───── Recorded information ─────

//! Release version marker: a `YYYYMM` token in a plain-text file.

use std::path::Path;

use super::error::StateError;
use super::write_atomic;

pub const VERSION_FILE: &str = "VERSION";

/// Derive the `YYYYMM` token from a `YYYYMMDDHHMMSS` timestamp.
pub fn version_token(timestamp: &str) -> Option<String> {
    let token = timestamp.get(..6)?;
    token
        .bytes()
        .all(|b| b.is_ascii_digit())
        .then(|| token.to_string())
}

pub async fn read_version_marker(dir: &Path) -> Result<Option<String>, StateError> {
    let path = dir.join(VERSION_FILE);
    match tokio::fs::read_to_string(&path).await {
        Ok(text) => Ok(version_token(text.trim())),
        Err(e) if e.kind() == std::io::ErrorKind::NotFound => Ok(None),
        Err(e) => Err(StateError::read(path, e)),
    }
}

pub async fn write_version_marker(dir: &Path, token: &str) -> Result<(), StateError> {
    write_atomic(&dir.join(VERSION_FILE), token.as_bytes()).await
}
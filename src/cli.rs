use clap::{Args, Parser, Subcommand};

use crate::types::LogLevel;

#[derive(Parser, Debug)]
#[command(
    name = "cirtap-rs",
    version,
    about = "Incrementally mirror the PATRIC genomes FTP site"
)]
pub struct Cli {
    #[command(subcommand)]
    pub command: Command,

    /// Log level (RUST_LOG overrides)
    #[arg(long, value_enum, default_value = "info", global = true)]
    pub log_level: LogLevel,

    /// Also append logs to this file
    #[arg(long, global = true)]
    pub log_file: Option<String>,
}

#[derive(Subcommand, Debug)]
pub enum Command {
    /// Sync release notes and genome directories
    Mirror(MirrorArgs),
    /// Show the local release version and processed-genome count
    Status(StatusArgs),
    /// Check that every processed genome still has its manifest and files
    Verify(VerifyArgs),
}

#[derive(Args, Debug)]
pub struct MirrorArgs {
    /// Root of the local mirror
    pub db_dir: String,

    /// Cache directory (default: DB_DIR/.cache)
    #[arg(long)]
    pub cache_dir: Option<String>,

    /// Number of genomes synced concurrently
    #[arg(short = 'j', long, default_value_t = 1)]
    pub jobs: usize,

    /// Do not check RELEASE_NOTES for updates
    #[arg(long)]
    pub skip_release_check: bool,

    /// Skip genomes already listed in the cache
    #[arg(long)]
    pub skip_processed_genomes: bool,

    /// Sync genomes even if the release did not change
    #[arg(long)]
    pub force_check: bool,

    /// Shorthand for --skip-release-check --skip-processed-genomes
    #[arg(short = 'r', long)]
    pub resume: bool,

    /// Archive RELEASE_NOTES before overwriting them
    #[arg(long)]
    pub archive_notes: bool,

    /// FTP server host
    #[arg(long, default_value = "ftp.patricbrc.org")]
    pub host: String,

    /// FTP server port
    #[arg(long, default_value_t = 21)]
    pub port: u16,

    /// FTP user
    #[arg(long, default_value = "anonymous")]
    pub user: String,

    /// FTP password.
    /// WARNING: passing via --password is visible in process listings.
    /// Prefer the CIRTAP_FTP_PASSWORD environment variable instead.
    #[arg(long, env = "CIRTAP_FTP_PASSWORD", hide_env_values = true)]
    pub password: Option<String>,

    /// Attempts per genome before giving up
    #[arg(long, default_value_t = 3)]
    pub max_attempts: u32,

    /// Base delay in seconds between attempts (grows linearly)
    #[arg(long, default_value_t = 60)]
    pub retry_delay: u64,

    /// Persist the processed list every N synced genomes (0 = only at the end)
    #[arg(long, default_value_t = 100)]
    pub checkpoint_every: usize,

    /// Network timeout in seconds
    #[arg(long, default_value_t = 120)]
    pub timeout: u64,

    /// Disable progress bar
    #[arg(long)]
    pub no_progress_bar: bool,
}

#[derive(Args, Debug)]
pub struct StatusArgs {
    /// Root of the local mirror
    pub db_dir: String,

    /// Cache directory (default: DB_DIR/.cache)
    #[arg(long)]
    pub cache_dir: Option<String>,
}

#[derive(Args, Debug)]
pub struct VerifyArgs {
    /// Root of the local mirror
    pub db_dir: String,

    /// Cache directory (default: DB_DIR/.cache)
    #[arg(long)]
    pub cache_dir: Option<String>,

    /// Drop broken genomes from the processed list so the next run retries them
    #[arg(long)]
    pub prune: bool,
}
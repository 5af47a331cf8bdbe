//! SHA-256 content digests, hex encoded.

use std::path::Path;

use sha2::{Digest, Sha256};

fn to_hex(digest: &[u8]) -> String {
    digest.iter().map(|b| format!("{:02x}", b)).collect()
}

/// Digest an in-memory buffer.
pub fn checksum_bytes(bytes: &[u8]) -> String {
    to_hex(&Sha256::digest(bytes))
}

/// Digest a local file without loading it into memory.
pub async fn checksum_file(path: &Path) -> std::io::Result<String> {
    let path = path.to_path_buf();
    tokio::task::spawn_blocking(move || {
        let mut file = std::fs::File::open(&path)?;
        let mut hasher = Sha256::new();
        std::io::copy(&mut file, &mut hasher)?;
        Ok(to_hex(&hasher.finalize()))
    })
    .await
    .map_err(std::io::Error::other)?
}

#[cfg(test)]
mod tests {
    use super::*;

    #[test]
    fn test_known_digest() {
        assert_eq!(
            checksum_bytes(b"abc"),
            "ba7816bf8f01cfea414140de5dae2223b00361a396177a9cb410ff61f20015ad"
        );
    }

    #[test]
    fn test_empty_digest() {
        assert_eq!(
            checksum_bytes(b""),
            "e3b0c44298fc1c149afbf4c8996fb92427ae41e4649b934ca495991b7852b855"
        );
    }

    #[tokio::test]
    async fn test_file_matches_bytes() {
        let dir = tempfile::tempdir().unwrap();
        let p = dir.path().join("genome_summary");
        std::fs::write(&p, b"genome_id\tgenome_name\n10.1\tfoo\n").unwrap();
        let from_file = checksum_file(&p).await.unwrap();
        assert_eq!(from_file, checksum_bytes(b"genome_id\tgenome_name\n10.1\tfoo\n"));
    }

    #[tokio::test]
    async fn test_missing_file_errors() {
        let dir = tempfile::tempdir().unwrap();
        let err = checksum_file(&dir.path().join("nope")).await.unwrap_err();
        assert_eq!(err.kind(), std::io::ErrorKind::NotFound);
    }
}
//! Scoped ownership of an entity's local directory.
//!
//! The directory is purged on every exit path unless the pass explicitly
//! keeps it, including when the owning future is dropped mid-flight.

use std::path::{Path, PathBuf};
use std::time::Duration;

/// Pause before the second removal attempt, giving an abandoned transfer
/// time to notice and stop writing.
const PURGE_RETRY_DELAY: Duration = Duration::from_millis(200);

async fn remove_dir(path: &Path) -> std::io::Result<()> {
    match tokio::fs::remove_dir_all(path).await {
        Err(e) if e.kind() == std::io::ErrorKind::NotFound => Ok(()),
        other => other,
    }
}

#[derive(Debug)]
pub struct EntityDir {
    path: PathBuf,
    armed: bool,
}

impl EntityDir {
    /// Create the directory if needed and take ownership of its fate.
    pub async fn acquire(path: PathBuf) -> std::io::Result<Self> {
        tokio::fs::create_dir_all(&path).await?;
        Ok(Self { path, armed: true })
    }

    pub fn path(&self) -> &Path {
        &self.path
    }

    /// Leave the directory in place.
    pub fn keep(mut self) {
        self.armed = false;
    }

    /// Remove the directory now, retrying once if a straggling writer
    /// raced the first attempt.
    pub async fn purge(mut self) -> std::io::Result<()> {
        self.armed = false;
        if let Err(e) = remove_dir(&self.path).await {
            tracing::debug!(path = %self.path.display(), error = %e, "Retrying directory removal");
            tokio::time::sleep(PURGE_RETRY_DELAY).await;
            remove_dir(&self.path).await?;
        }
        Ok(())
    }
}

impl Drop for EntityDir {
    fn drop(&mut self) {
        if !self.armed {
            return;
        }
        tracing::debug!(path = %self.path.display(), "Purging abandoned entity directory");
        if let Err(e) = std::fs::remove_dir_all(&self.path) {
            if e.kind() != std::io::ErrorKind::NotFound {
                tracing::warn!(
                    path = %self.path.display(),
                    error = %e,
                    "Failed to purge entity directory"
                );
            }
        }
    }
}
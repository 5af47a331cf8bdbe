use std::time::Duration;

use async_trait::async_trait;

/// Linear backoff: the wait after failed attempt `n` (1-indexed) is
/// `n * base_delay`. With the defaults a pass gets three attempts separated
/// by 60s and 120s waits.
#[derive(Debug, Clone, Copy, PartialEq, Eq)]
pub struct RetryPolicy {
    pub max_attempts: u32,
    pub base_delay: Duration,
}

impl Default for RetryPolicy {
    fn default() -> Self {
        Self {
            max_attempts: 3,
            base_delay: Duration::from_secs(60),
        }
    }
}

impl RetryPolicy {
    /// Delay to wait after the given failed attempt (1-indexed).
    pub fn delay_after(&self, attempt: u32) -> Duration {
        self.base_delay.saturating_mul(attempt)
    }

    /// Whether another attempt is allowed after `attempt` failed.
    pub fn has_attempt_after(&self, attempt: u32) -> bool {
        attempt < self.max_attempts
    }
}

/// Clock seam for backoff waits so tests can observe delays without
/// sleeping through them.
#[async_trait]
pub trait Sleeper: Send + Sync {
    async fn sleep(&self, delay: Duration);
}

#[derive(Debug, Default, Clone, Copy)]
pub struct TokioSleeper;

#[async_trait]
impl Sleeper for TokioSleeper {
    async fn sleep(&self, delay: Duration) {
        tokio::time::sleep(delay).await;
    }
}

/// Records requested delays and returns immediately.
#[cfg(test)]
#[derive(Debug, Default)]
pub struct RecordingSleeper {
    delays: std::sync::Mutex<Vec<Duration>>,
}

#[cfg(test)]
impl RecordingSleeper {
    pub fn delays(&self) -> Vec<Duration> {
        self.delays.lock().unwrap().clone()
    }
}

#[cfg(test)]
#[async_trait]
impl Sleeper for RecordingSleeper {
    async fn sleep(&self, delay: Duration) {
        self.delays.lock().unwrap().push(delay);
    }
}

─────

* **What you have to do**:
Go to the line holding "if e.kind() != std::io::ErrorKind::NotFound" in the entries above and return it, along with every line after it, exactly as written.

* **Task solution**:
            if e.kind() != std::io::ErrorKind::NotFound {
                tracing::warn!(
                    path = %self.path.display(),
                    error = %e,
                    "Failed to purge entity directory"
                );
            }
        }
    }
}
repository 5af47a331cf8bdbe
use std::time::Duration;

use async_trait::async_trait;

/// Linear backoff: the wait after failed attempt `n` (1-indexed) is
/// `n * base_delay`. With the defaults a pass gets three attempts separated
/// by 60s and 120s waits.
#[derive(Debug, Clone, Copy, PartialEq, Eq)]
pub struct RetryPolicy {
    pub max_attempts: u32,
    pub base_delay: Duration,
}

impl Default for RetryPolicy {
    fn default() -> Self {
        Self {
            max_attempts: 3,
            base_delay: Duration::from_secs(60),
        }
    }
}

impl RetryPolicy {
    /// Delay to wait after the given failed attempt (1-indexed).
    pub fn delay_after(&self, attempt: u32) -> Duration {
        self.base_delay.saturating_mul(attempt)
    }

    /// Whether another attempt is allowed after `attempt` failed.
    pub fn has_attempt_after(&self, attempt: u32) -> bool {
        attempt < self.max_attempts
    }
}

/// Clock seam for backoff waits so tests can observe delays without
/// sleeping through them.
#[async_trait]
pub trait Sleeper: Send + Sync {
    async fn sleep(&self, delay: Duration);
}

#[derive(Debug, Default, Clone, Copy)]
pub struct TokioSleeper;

#[async_trait]
impl Sleeper for TokioSleeper {
    async fn sleep(&self, delay: Duration) {
        tokio::time::sleep(delay).await;
    }
}

/// Records requested delays and returns immediately.
#[cfg(test)]
#[derive(Debug, Default)]
pub struct RecordingSleeper {
    delays: std::sync::Mutex<Vec<Duration>>,
}

#[cfg(test)]
impl RecordingSleeper {
    pub fn delays(&self) -> Vec<Duration> {
        self.delays.lock().unwrap().clone()
    }
}

#[cfg(test)]
#[async_trait]
impl Sleeper for RecordingSleeper {
    async fn sleep(&self, delay: Duration) {
        self.delays.lock().unwrap().push(delay);
    }
}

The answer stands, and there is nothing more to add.